Top of AVAILABLE RECORDS
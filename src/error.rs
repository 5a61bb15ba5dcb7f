//! Errores del dominio de notas y su traducción a respuestas HTTP.

use actix_web::http::StatusCode;
use actix_web::{HttpResponse, ResponseError};
use serde_json::json;

#[derive(Debug, thiserror::Error)]
pub enum NotasError {
    #[error("no encontrado: {0}")]
    NotFound(String),
    #[error("capacidad excedida: {tipo} ya tiene {actual} de {maximo} notas")]
    CapacityExceeded {
        tipo: String,
        actual: usize,
        maximo: usize,
    },
    #[error("tipo de nota inválido: '{0}'")]
    InvalidKind(String),
    #[error("datos inválidos: {0}")]
    Validation(String),
    #[error("conflicto: {0}")]
    Conflict(String),
    #[error("error del almacén: {0}")]
    Store(String),
    #[error("configuración inválida: {0}")]
    Config(String),
}

pub type Result<T> = std::result::Result<T, NotasError>;

impl NotasError {
    /// Código corto que acompaña al mensaje en el cuerpo JSON.
    pub fn codigo(&self) -> &'static str {
        match self {
            NotasError::NotFound(_) => "not_found",
            NotasError::CapacityExceeded { .. } => "capacity_exceeded",
            NotasError::InvalidKind(_) => "invalid_kind",
            NotasError::Validation(_) => "validation",
            NotasError::Conflict(_) => "conflict",
            NotasError::Store(_) => "store",
            NotasError::Config(_) => "config",
        }
    }
}

impl ResponseError for NotasError {
    fn status_code(&self) -> StatusCode {
        match self {
            NotasError::NotFound(_) => StatusCode::NOT_FOUND,
            NotasError::CapacityExceeded { .. } | NotasError::Conflict(_) => StatusCode::CONFLICT,
            NotasError::InvalidKind(_) | NotasError::Validation(_) => StatusCode::BAD_REQUEST,
            NotasError::Store(_) | NotasError::Config(_) => StatusCode::INTERNAL_SERVER_ERROR,
        }
    }

    fn error_response(&self) -> HttpResponse {
        if self.status_code().is_server_error() {
            tracing::error!(codigo = self.codigo(), "{}", self);
        } else {
            tracing::debug!(codigo = self.codigo(), "{}", self);
        }
        HttpResponse::build(self.status_code())
            .json(json!({"error": self.to_string(), "codigo": self.codigo()}))
    }
}

impl From<rusqlite::Error> for NotasError {
    fn from(e: rusqlite::Error) -> Self {
        NotasError::Store(format!("sqlite: {}", e))
    }
}

impl From<reqwest::Error> for NotasError {
    fn from(e: reqwest::Error) -> Self {
        NotasError::Store(format!("http: {}", e))
    }
}

impl From<serde_json::Error> for NotasError {
    fn from(e: serde_json::Error) -> Self {
        NotasError::Store(format!("fila con formato inesperado: {}", e))
    }
}
//! Resumen de lectura para un registro de materia: promedios por componente,
//! espacios libres y una banda cualitativa por nota.
//!
//! No combina los porcentajes en una nota final ponderada.

use serde::Serialize;

use crate::models::MateriaEstudiante;

#[derive(Debug, Clone, Copy, PartialEq, Eq, Serialize)]
#[serde(rename_all = "lowercase")]
pub enum Banda {
    Alto,
    Medio,
    Bajo,
}

pub fn banda(nota: f64) -> Banda {
    if nota >= 85.0 {
        Banda::Alto
    } else if nota >= 70.0 {
        Banda::Medio
    } else {
        Banda::Bajo
    }
}

/// Promedio redondeado al entero más cercano; `None` si la lista está vacía.
pub fn promedio(notas: &[f64]) -> Option<f64> {
    if notas.is_empty() {
        return None;
    }
    let total: f64 = notas.iter().sum();
    Some((total / notas.len() as f64).round())
}

#[derive(Debug, Clone, PartialEq, Serialize)]
pub struct ResumenComponente {
    pub promedio: Option<f64>,
    pub banda: Option<Banda>,
    pub registradas: usize,
    pub restantes: usize,
}

#[derive(Debug, Clone, PartialEq, Serialize)]
pub struct ResumenMateria {
    pub parciales: ResumenComponente,
    pub asignaciones: ResumenComponente,
    pub banda_portafolio: Option<Banda>,
    pub banda_semestral: Option<Banda>,
    pub banda_final: Option<Banda>,
}

fn componente(notas: &[f64], esperadas: u32) -> ResumenComponente {
    let promedio = promedio(notas);
    ResumenComponente {
        promedio,
        banda: promedio.map(banda),
        registradas: notas.len(),
        restantes: (esperadas as usize).saturating_sub(notas.len()),
    }
}

pub fn resumir(registro: &MateriaEstudiante) -> ResumenMateria {
    ResumenMateria {
        parciales: componente(&registro.notas_parciales, registro.cant_parciales),
        asignaciones: componente(&registro.notas_asignaciones, registro.cant_asignaciones),
        banda_portafolio: registro.nota_portafolio.map(banda),
        banda_semestral: registro.nota_semestral.map(banda),
        banda_final: registro.nota_final.map(banda),
    }
}

#[cfg(test)]
mod tests {
    use super::*;

    #[test]
    fn bandas_en_los_bordes() {
        assert_eq!(banda(85.0), Banda::Alto);
        assert_eq!(banda(84.9), Banda::Medio);
        assert_eq!(banda(70.0), Banda::Medio);
        assert_eq!(banda(69.99), Banda::Bajo);
    }

    #[test]
    fn promedio_redondeado() {
        assert_eq!(promedio(&[]), None);
        assert_eq!(promedio(&[80.0, 85.0]), Some(83.0));
        assert_eq!(promedio(&[70.0, 71.0, 71.0]), Some(71.0));
    }

    #[test]
    fn resumen_de_registro_parcial() {
        let r = MateriaEstudiante {
            uuid_estudiante: "e1".into(),
            nombre_materia: "POLITICA".into(),
            parc_porc: 30.0,
            asig_porc: 20.0,
            portafolio_porc: 15.0,
            semestral_porc: 35.0,
            cant_parciales: 3,
            cant_asignaciones: 2,
            notas_parciales: vec![90.0, 86.0],
            notas_asignaciones: vec![],
            nota_portafolio: Some(60.0),
            nota_semestral: None,
            nota_final: None,
        };
        let res = resumir(&r);
        assert_eq!(res.parciales.promedio, Some(88.0));
        assert_eq!(res.parciales.banda, Some(Banda::Alto));
        assert_eq!(res.parciales.restantes, 1);
        assert_eq!(res.asignaciones.promedio, None);
        assert_eq!(res.asignaciones.restantes, 2);
        assert_eq!(res.banda_portafolio, Some(Banda::Bajo));
        assert_eq!(res.banda_semestral, None);
    }
}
Bottom of AVAILABLE RECORDS
## PROBLEM REQUIREMENTS
Search the listing above for lines with the word "struct", and state how many there are, nothing else.

## ANSWER BOX
2